This Week’s Aphorism 5

July 24, 2012 § Leave a comment

 

 

Money doesn’t talk, it swears – Bob Dylan

 

 

 

This week’s aphorism 4

July 19, 2012 § Leave a comment

 

 

Everything flows and nothing stays – Heraclitus

 

 

 

Nostalgia for the Light

July 18, 2012 § Leave a comment

Having read no reviews, just aware that these were headed with four of five stars, I went to see Nostalgia for the Light with only a vague sense of the film’s subject. It was on at the Dalston Rio, more or less my local cinema, otherwise I might have missed it, since I’m not usually drawn to documentaries on the big screen. So I was unprepared for this beautiful, powerful film that explores the earth and sky of the Atacama Desert in Chile, the driest place in the world, so lacking in moisture that it’s the closest we get to the landscape of Mars.

It also has the clearest skies, which is why the Atacama Cosmology Telescope was built there, to measure the most distant galaxies and study how the universe began. Astronomers speak in the film, about what it means to search for the remote past in the heavens; archaeologists speak about what the dry, salty soil has preserved from prehistoric times, and historians narrate more recent histories. Someone observes that the closer things get to us in time the more they become like ‘state secrets’. These voices converge on a present filled with a painful urgency: the search for the remains of those secretly murdered under Pinochet’s regime, the ‘disappeared’.

This was where Pinochet had his concentration camps (using old mining buildings) and the mass graves of thousands have been found there since that regime ended. Body parts and shattered bones litter the desert and for some years now groups of women have been sifting through these for what they might find of dead brothers and husbands and lovers. An astronomer at the observatory compares their task to reaching into the furthest of the galaxies to find those exiled and lost, so vast is the desert.

The film is allusive, slow-paced, with long close-ups of faces, wide views of cracked earth and mountains like spikes or silky piled up duvets, and those endless skies, by day and by night. The pace allows gaps for thought, for connections, for entering into the spaces of the desert and its mysteries. Some of the speakers rage and weep, others weigh up their tragedies with a heartrending stoicism. A concentration camp survivor describes the astronomy lessons that were quickly forbidden by the guards for fear that the prisoners would escape and make their way to safety guided by the constellations. The film’s sorrowful poetry is counterpointed by a joy in the tenacity of the living .

I remember 11 September 1973. Pinochet’s coup and the slaughters and tortures that followed shocked my generation on the left; the trauma of it reverberated and I have always remembered the date and the moment when I heard the news.
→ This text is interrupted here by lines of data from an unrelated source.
#[cfg(test)]
mod tests {
    use super::*;
    use crate::config::{ConsoleConfig, HandlerConfig, TextFileConfig};
    use crate::identity::TAG_IDENTITY_CARD_UPDATE;
    use crate::stamp::try_match;
    use std::fs;
    use std::path::Path;
    use tempfile::{Builder as TempDirBuilder, TempDir};

    struct RecordingHandler {
        identity: String,
        log: Arc<Mutex<Vec<String>>>,
        fail_on_handle: bool,
    }

    impl RecordingHandler {
        fn new(identity: &str) -> (Self, Arc<Mutex<Vec<String>>>) {
            let log = Arc::new(Mutex::new(Vec::new()));
            (
                RecordingHandler {
                    identity: identity.to_owned(),
                    log: Arc::clone(&log),
                    fail_on_handle: false,
                },
                log,
            )
        }

        fn record(&self, entry: String) {
            self.log.lock().unwrap().push(entry);
        }
    }

    impl Handler for RecordingHandler {
        fn identity(&self) -> &str {
            &self.identity
        }
        fn activate(&mut self) -> Result<()> {
            self.record("activate".to_owned());
            Ok(())
        }
        fn deactivate(&mut self) -> Result<()> {
            self.record("deactivate".to_owned());
            Ok(())
        }
        fn handle(&mut self, event: &LogEvent) -> Result<()> {
            self.record(format!("event:{}", event.text()));
            if self.fail_on_handle {
                track_panic!(ErrorKind::Other, "Simulated handler failure");
            }
            Ok(())
        }
        fn on_timer(&mut self, _elapsed: Duration) -> Result<()> {
            Ok(())
        }
        fn apply_configuration(&mut self, config: &crate::config::HandlerConfig) -> Result<bool> {
            // Poses as the console handler so reconciliation can claim it.
            let claimed = matches!(config, HandlerConfig::Console(_)) && self.identity == "console";
            if claimed {
                self.record("reconfigure".to_owned());
            }
            Ok(claimed)
        }
    }

    fn test_logger() -> Logger {
        use slog::Drain;

        let decorator = slog_term::PlainSyncDecorator::new(std::io::sink());
        let drain = slog_term::FullFormat::new(decorator).build().fuse();
        Logger::root(drain, o!())
    }

    fn start_sink(config: SinkConfiguration) -> (DispatcherSink, Arc<EventPool>, Monitor) {
        let pool = EventPool::new();
        let sink = DispatcherSinkBuilder::new()
            .logger(test_logger())
            .start(Arc::clone(&pool), config);
        let monitor = Monitor::new(Arc::clone(&pool));
        (sink, pool, monitor)
    }

    fn submit(sink: &DispatcherSink, monitor: &Monitor, level: Severity, text: &str) {
        let event = monitor.create_event(level, Tags::new(), text, None);
        if let Err(event) = sink.try_submit(event) {
            event.release();
        }
    }

    fn events_of(log: &Arc<Mutex<Vec<String>>>) -> Vec<String> {
        log.lock()
            .unwrap()
            .iter()
            .filter(|entry| entry.starts_with("event:"))
            .cloned()
            .collect()
    }

    #[test]
    fn events_are_dispatched_in_order_and_released() {
        let (sink, pool, monitor) = start_sink(SinkConfiguration::default());
        let (handler, log) = RecordingHandler::new("recorder");
        sink.add_handler(Box::new(handler)).unwrap();
        for i in 0..50 {
            submit(&sink, &monitor, Severity::Info, &format!("event {}", i));
        }
        sink.sync_wait().unwrap();

        let seen = events_of(&log);
        assert_eq!(seen.len(), 50);
        for (i, entry) in seen.iter().enumerate() {
            assert_eq!(entry, &format!("event:event {}", i));
        }
        assert_eq!(pool.outstanding(), 0);
    }

    #[test]
    fn stop_drains_and_dispatches_the_sentinel_last() {
        let (sink, pool, monitor) = start_sink(SinkConfiguration::default());
        let (handler, log) = RecordingHandler::new("recorder");
        sink.add_handler(Box::new(handler)).unwrap();
        for i in 0..20 {
            submit(&sink, &monitor, Severity::Info, &format!("event {}", i));
        }
        sink.stop();
        sink.stop();
        drop(sink);

        let entries = log.lock().unwrap().clone();
        let last_event = entries
            .iter()
            .filter(|e| e.starts_with("event:"))
            .last()
            .cloned()
            .unwrap();
        assert_eq!(last_event, "event:sink is closing");
        assert_eq!(entries.last().unwrap(), "deactivate");
        assert_eq!(pool.outstanding(), 0);
    }

    #[test]
    fn submissions_after_stop_hand_the_event_back() {
        let (sink, pool, monitor) = start_sink(SinkConfiguration::default());
        sink.stop();
        let event = monitor.create_event(Severity::Info, Tags::new(), "late", None);
        let rejected = sink.try_submit(event);
        assert!(rejected.is_err());
        if let Err(event) = rejected {
            event.release();
        }
        assert!(sink.sync_wait().is_err());
        drop(sink);
        assert_eq!(pool.outstanding(), 0);
    }

    #[test]
    fn minimal_filter_releases_low_severities_without_dispatch() {
        let mut config = SinkConfiguration::default();
        config.minimal_filter = Severity::Warning;
        let (sink, pool, monitor) = start_sink(config);
        let (handler, log) = RecordingHandler::new("recorder");
        sink.add_handler(Box::new(handler)).unwrap();
        submit(&sink, &monitor, Severity::Info, "quiet");
        submit(&sink, &monitor, Severity::Error, "loud");
        sink.sync_wait().unwrap();

        assert_eq!(events_of(&log), vec!["event:loud".to_owned()]);
        assert_eq!(pool.outstanding(), 0);
    }

    #[test]
    fn faulty_handlers_are_removed_after_the_current_item() {
        let (sink, _pool, monitor) = start_sink(SinkConfiguration::default());
        let (mut faulty, faulty_log) = RecordingHandler::new("faulty");
        faulty.fail_on_handle = true;
        let (good, good_log) = RecordingHandler::new("good");
        sink.add_handler(Box::new(faulty)).unwrap();
        sink.add_handler(Box::new(good)).unwrap();

        submit(&sink, &monitor, Severity::Info, "one");
        submit(&sink, &monitor, Severity::Info, "two");
        sink.sync_wait().unwrap();

        assert_eq!(events_of(&faulty_log).len(), 1);
        assert!(faulty_log.lock().unwrap().contains(&"deactivate".to_owned()));
        assert_eq!(events_of(&good_log).len(), 2);
    }

    #[test]
    fn reconciliation_keeps_claimed_handlers_without_stutter() {
        let (sink, _pool, monitor) = start_sink(SinkConfiguration::default());
        let (handler, log) = RecordingHandler::new("console");
        sink.add_handler(Box::new(handler)).unwrap();
        sink.sync_wait().unwrap();

        // The recorder claims the console configuration: no deactivation, no
        // second activation.
        let mut config = SinkConfiguration::default();
        config.handlers.push(HandlerConfig::Console(ConsoleConfig::default()));
        sink.apply_configuration(config);
        sink.sync_wait().unwrap();
        submit(&sink, &monitor, Severity::Info, "after");
        sink.sync_wait().unwrap();

        let entries = log.lock().unwrap().clone();
        assert_eq!(
            entries.iter().filter(|e| *e == "activate").count(),
            1
        );
        assert_eq!(
            entries.iter().filter(|e| *e == "deactivate").count(),
            0
        );
        assert!(entries.contains(&"reconfigure".to_owned()));
        assert!(entries.contains(&"event:after".to_owned()));

        // An empty configuration claims nothing: the handler is deactivated.
        sink.apply_configuration(SinkConfiguration::default());
        sink.sync_wait().unwrap();
        assert!(log.lock().unwrap().contains(&"deactivate".to_owned()));
        drop(sink);
    }

    #[test]
    fn unclaimed_configurations_create_new_handlers() {
        let dir = tempdir();
        let (sink, _pool, monitor) = start_sink(SinkConfiguration::default());
        sink.sync_wait().unwrap();

        let mut file_config = TextFileConfig::new(dir.path());
        file_config.max_count_per_file = 1;
        let mut config = SinkConfiguration::default();
        config.handlers.push(HandlerConfig::TextFile(file_config));
        sink.apply_configuration(config);
        sink.sync_wait().unwrap();
        submit(&sink, &monitor, Severity::Info, "persisted");
        sink.sync_wait().unwrap();

        let found = finalized_files(dir.path());
        assert!(!found.is_empty());
        let combined: String = found
            .iter()
            .map(|p| fs::read_to_string(p).unwrap())
            .collect();
        assert!(combined.contains("persisted"));
        drop(sink);
    }

    #[test]
    fn rotation_through_the_sink_produces_one_file_per_event() {
        let dir = tempdir();
        let mut file_config = TextFileConfig::new(dir.path());
        file_config.max_count_per_file = 1;
        let mut config = SinkConfiguration::default();
        config.handlers.push(HandlerConfig::TextFile(file_config));
        let (sink, pool, monitor) = start_sink(config);
        for i in 0..5 {
            submit(&sink, &monitor, Severity::Info, &format!("line {}", i));
        }
        sink.stop();
        drop(sink);

        // 5 events, the identity-card event and the close sentinel, one
        // file each.
        let files = finalized_files(dir.path());
        assert!(files.len() >= 6, "only {} files", files.len());
        let mut names: Vec<_> = files
            .iter()
            .map(|p| p.file_name().unwrap().to_str().unwrap().to_owned())
            .collect();
        let sorted = {
            let mut sorted = names.clone();
            sorted.sort();
            sorted
        };
        names.sort_by_key(|name| try_match(name).unwrap().0);
        assert_eq!(names, sorted);
        assert_eq!(pool.outstanding(), 0);
    }

    #[test]
    fn identity_updates_merge_and_repeated_updates_are_suppressed() {
        let (sink, _pool, monitor) = start_sink(SinkConfiguration::default());
        let (handler, log) = RecordingHandler::new("recorder");
        sink.add_handler(Box::new(handler)).unwrap();
        sink.sync_wait().unwrap();

        let update = |payload: &str| {
            let event = monitor.create_event(
                Severity::Info,
                Tags::from_names(&[TAG_IDENTITY_CARD_UPDATE]),
                payload,
                None,
            );
            if let Err(event) = sink.try_submit(event) {
                event.release();
            }
        };
        update("deployment=blue");
        update("deployment=blue");
        update("not a payload");
        sink.sync_wait().unwrap();

        // Only the first update changed the card and was fanned out.
        assert_eq!(events_of(&log), vec!["event:deployment=blue".to_owned()]);
        let card = sink.identity_card();
        assert_eq!(card.lock().unwrap().get("deployment"), Some("blue"));
    }

    #[test]
    fn actions_run_on_the_worker_and_see_the_list() {
        let (sink, _pool, _monitor) = start_sink(SinkConfiguration::default());
        let (handler, _log) = RecordingHandler::new("recorder");
        sink.add_handler(Box::new(handler)).unwrap();
        let handle = sink
            .run_action(|_logger, list| {
                track_assert_eq!(list.identities(), vec!["recorder".to_owned()], ErrorKind::Other);
                Ok(())
            })
            .unwrap();
        assert!(handle.wait().is_ok());

        sink.remove_handler("recorder").unwrap();
        let handle = sink
            .run_action(|_logger, list| {
                track_assert!(list.is_empty(), ErrorKind::Other);
                Ok(())
            })
            .unwrap();
        assert!(handle.wait().is_ok());
    }

    #[test]
    fn idle_queues_still_run_the_periodic_timers() {
        use std::sync::atomic::AtomicUsize;

        let fired = Arc::new(AtomicUsize::new(0));
        let fired_in_callback = Arc::clone(&fired);
        let pool = EventPool::new();
        let mut config = SinkConfiguration::default();
        config.timer_duration_ms = 20;
        let sink = DispatcherSinkBuilder::new()
            .awaker_period(Duration::from_millis(10))
            .external_timer(
                Duration::from_millis(30),
                Box::new(move || {
                    fired_in_callback.fetch_add(1, Ordering::SeqCst);
                }),
            )
            .start(pool, config);

        // No events are submitted; only the awaker keeps the worker moving.
        std::thread::sleep(Duration::from_millis(300));
        drop(sink);
        assert!(fired.load(Ordering::SeqCst) >= 1);
    }

    #[test]
    fn async_wait_completes_without_blocking_the_producer() {
        let (sink, _pool, monitor) = start_sink(SinkConfiguration::default());
        submit(&sink, &monitor, Severity::Info, "before");
        let handle = sink.async_wait().unwrap();
        handle.wait();
        assert!(handle.is_complete());
    }

    fn finalized_files(dir: &Path) -> Vec<std::path::PathBuf> {
        fs::read_dir(dir)
            .unwrap()
            .map(|e| e.unwrap().path())
            .filter(|p| {
                p.is_file()
                    && try_match(p.file_name().unwrap().to_str().unwrap()).is_some()
            })
            .collect()
    }

    fn tempdir() -> TempDir {
        TempDirBuilder::new()
            .prefix("logmux_test")
            .tempdir()
            .expect("Cannot create a temporary directory")
    }
}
In the years that came after, all ordinary freedoms were crushed and violence ruled to ensure this. There were no international sanctions or oppositions; on the contrary, the coup against Salvador Allende’s elected socialist government was CIA-backed, and Pinochet’s Chile became a testing ground for the economic theories of Milton Friedman and the ‘Chicago Boys’, making it the first neoliberal free-market economy, the precursor to Thatcherism and Reaganism.

Latin America was full of right-wing dictatorships that thrived with US support, but Pinochet merits a place next to Hitler and Stalin (on a smaller scale, of course; in 1973 Chile’s population was around 10 million). His good friend Margaret Thatcher invited him to tea in 1998. That was when the Spanish human rights judge Baltasar Garzón issued a warrant for his arrest and extradition to stand trial in Spain. Now Garzón is being persecuted by the right in his own country and has lost his status as a judge.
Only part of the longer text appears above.